Hampden Clement Blamire was born in 1821 on 10 January at Bedford Square, London. He was the eighth of ten children of Colonel Thomas Moody, Knight, and of Martha Clement, who daughter of Richard Clement, a major Dutch landowner of Barbados, through whom he was related to the cricketer Reynold Clement. Hampden Clement Blamire's siblings included Major Thomas Moody ; Major-General Richard Clement Moody, the founder of British Columbia and first British Governor of the Falkland Islands; James Leith Moody, Chaplain to Royal Navy in China and to the British Army; and Shute Barrington Moody , an expert on sugar cultivation. Through his brother Richard Clement, Hampden Clement was the uncle of Colonel Richard S. Hawks Moody and Captain Henry de Clervaux Moody. Moody married Louise Harriet Thompson, daughter of Samuel Thompson, at Belfast.
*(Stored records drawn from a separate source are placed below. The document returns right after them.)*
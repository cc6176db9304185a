//! Configuration settings for Forsk.

use crate::research::ResponseProfile;
use serde::{Deserialize, Serialize};
use std::path::PathBuf;

/// Root configuration structure.
#[derive(Debug, Clone, Serialize, Deserialize)]
#[serde(default)]
#[derive(Default)]
pub struct Settings {
    pub general: GeneralSettings,
    pub agent: AgentSettings,
    pub tools: ToolSettings,
    pub research: ResearchSettings,
    pub server: ServerSettings,
    pub prompts: PromptSettings,
}

/// General application settings.
#[derive(Debug, Clone, Serialize, Deserialize)]
#[serde(default)]
pub struct GeneralSettings {
    /// Log level (trace, debug, info, warn, error).
    pub log_level: String,
}

impl Default for GeneralSettings {
    fn default() -> Self {
        Self {
            log_level: "warn".to_string(),
        }
    }
}

/// Settings for the tool-calling agent.
#[derive(Debug, Clone, Serialize, Deserialize)]
#[serde(default)]
pub struct AgentSettings {
    /// LLM model driving the research loop.
    pub model: String,
    /// Maximum number of model calls per request.
    pub max_iterations: usize,
    /// Upper bound for a single model call, in seconds.
    pub timeout_secs: u64,
}

impl Default for AgentSettings {
    fn default() -> Self {
        Self {
            model: "gpt-4o-mini".to_string(),
            max_iterations: 15,
            timeout_secs: crate::openai::DEFAULT_TIMEOUT_SECS,
        }
    }
}

/// Settings for the individual research tools.
#[derive(Debug, Clone, Serialize, Deserialize)]
#[serde(default)]
pub struct ToolSettings {
    /// Maximum number of web search results in a digest.
    pub search_max_results: usize,
    /// Number of Wikipedia pages to summarize.
    pub wikipedia_top_k: usize,
    /// Wikipedia language edition.
    pub wikipedia_lang: String,
    /// Character cap on the Wikipedia digest.
    pub wikipedia_max_chars: usize,
    /// Number of arXiv entries to summarize.
    pub arxiv_max_results: usize,
    /// Character cap on the arXiv digest.
    pub arxiv_max_chars: usize,
    /// Model used by the calculator. Falls back to the agent model.
    pub calculator_model: Option<String>,
    /// File that `save_text_to_file` appends to.
    pub save_path: String,
    /// Timeout for tool HTTP requests, in seconds.
    pub http_timeout_secs: u64,
}

impl Default for ToolSettings {
    fn default() -> Self {
        Self {
            search_max_results: 5,
            wikipedia_top_k: 3,
            wikipedia_lang: "en".to_string(),
            wikipedia_max_chars: 4000,
            arxiv_max_results: 3,
            arxiv_max_chars: 4000,
            calculator_model: None,
            save_path: "research_output.txt".to_string(),
            http_timeout_secs: 30,
        }
    }
}

/// Settings for response extraction.
#[derive(Debug, Clone, Serialize, Deserialize, Default)]
#[serde(default)]
pub struct ResearchSettings {
    /// Output shape of a successful research record.
    pub profile: ResponseProfile,
}

/// HTTP server settings.
#[derive(Debug, Clone, Serialize, Deserialize)]
#[serde(default)]
pub struct ServerSettings {
    pub host: String,
    pub port: u16,
}

impl Default for ServerSettings {
    fn default() -> Self {
        Self {
            host: "127.0.0.1".to_string(),
            port: 5001,
        }
    }
}

/// Prompt customization settings.
#[derive(Debug, Clone, Serialize, Deserialize)]
#[serde(default)]
#[derive(Default)]
pub struct PromptSettings {
    /// Directory for custom prompts (overrides defaults).
    pub custom_dir: Option<String>,
    /// Custom variables available in all prompts as {{variable_name}}.
    pub variables: std::collections::HashMap<String, String>,
}

impl Settings {
    /// Load settings from the default configuration file.
    pub fn load() -> crate::error::Result<Self> {
        Self::load_from(None)
    }

    /// Load settings from a specific path, or default location if None.
    pub fn load_from(path: Option<&PathBuf>) -> crate::error::Result<Self> {
        let config_path = match path {
            Some(p) => p.clone(),
            None => Self::default_config_path(),
        };

        if config_path.exists() {
            let content = std::fs::read_to_string(&config_path)?;
            let settings: Settings = toml::from_str(&content)?;
            Ok(settings)
        } else {
            Ok(Settings::default())
        }
    }

    /// Save settings to a specific path.
    pub fn save_to(&self, path: &PathBuf) -> crate::error::Result<()> {
        if let Some(parent) = path.parent() {
            std::fs::create_dir_all(parent)?;
        }
        let content = toml::to_string_pretty(self)
            .map_err(|e| crate::error::ForskError::Config(e.to_string()))?;
        std::fs::write(path, content)?;
        Ok(())
    }

    /// Get the default configuration file path.
    pub fn default_config_path() -> PathBuf {
        dirs::config_dir()
            .unwrap_or_else(|| PathBuf::from("."))
            .join("forsk")
            .join("config.toml")
    }

    /// Expand shell variables in paths (e.g., ~).
    pub fn expand_path(path: &str) -> PathBuf {
        PathBuf::from(shellexpand::tilde(path).to_string())
    }

    /// Get the expanded research log path.
    pub fn save_path(&self) -> PathBuf {
        Self::expand_path(&self.tools.save_path)
    }

    /// Model used by the calculator tool.
    pub fn calculator_model(&self) -> &str {
        self.tools
            .calculator_model
            .as_deref()
            .filter(|m| !m.is_empty())
            .unwrap_or(&self.agent.model)
    }
}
He had two daughters, Sophia Louise and Harriet Maud Maria, and one son Hampden Lewis Clement, who was a Captain of the Queen's Own Royal West Kent Regiment.
Career
Canada
Moody entered the service in 1837, became a Lieutenant in 1839, and served with the Royal Engineers in Canada from 1840 to 1848. He was based at Fort Garry, the trading post of the Hudson's Bay Company, of which he was a member, and for which, between 1844 and 1846, he performed confidential service, probably behind United States border. In 1845, Moody assisted Edward Boxer and Lieutenant-General William Cuthbert Elphinstone Holloway to investigate Canada's defences and lines of communication against the United States. The following year, he became a Captain and began two years of special service in Hudson Bay Territory. For his efforts, Hampden and associated troops received "favorable notice" of the Secretary of State and Commander-in-Chief. Hampden Clement's brother, Richard Clement Moody, the founder and first Lieutenant-Governor of British Columbia, was also a member of the Royal Engineers. Moody was a Freemason, a member of St. Paul's Lodge No. 12 in Montreal. He was also an accomplished artist: his paintings typically depict Canadian landscapes, and are in The National Archives of the United Kingdom, Public Archives of Canada, and Provincial Archives of Manitoba.
Kaffir War
Moody fought in the Kaffir War of 1851 to 1853, during which he received a medal and a notice, for gallant conduct on 13 June 1852, when he had led a detachment of Royal Engineers in Koonap Pass whilst significantly outnumbered. In 1852, he was Senior Royal Engineer on the Waterkloof and Transkei expeditions with Sir George Cathcart.
China
Moody was the Commander of the Royal Engineers across all of China during the Second Opium War and, from April and May 1862, during the Taiping Rebellion, near Shanghai. The Royal Engineers were an elite military force who performed "reconnaissance work, led storming parties, demolished obstacles in assaults, carried out rear-guard actions in retreats and other hazardous tasks." During that time, Moody was made Major in October 1858, Lieutenant-Colonel on 28 November 1859, and Colonel in November 1864. During the period in which Moody was the Commander of the Royal Engineers in China, Nichol Latimer, the uncle of the wife of Hampden Clement's nephew Colonel Richard Stanley Hawks Moody and the manager of Russell & Company's Shanghai Steam Navigation Co., was the publisher of the North China Herald, the most influential British newspaper in China.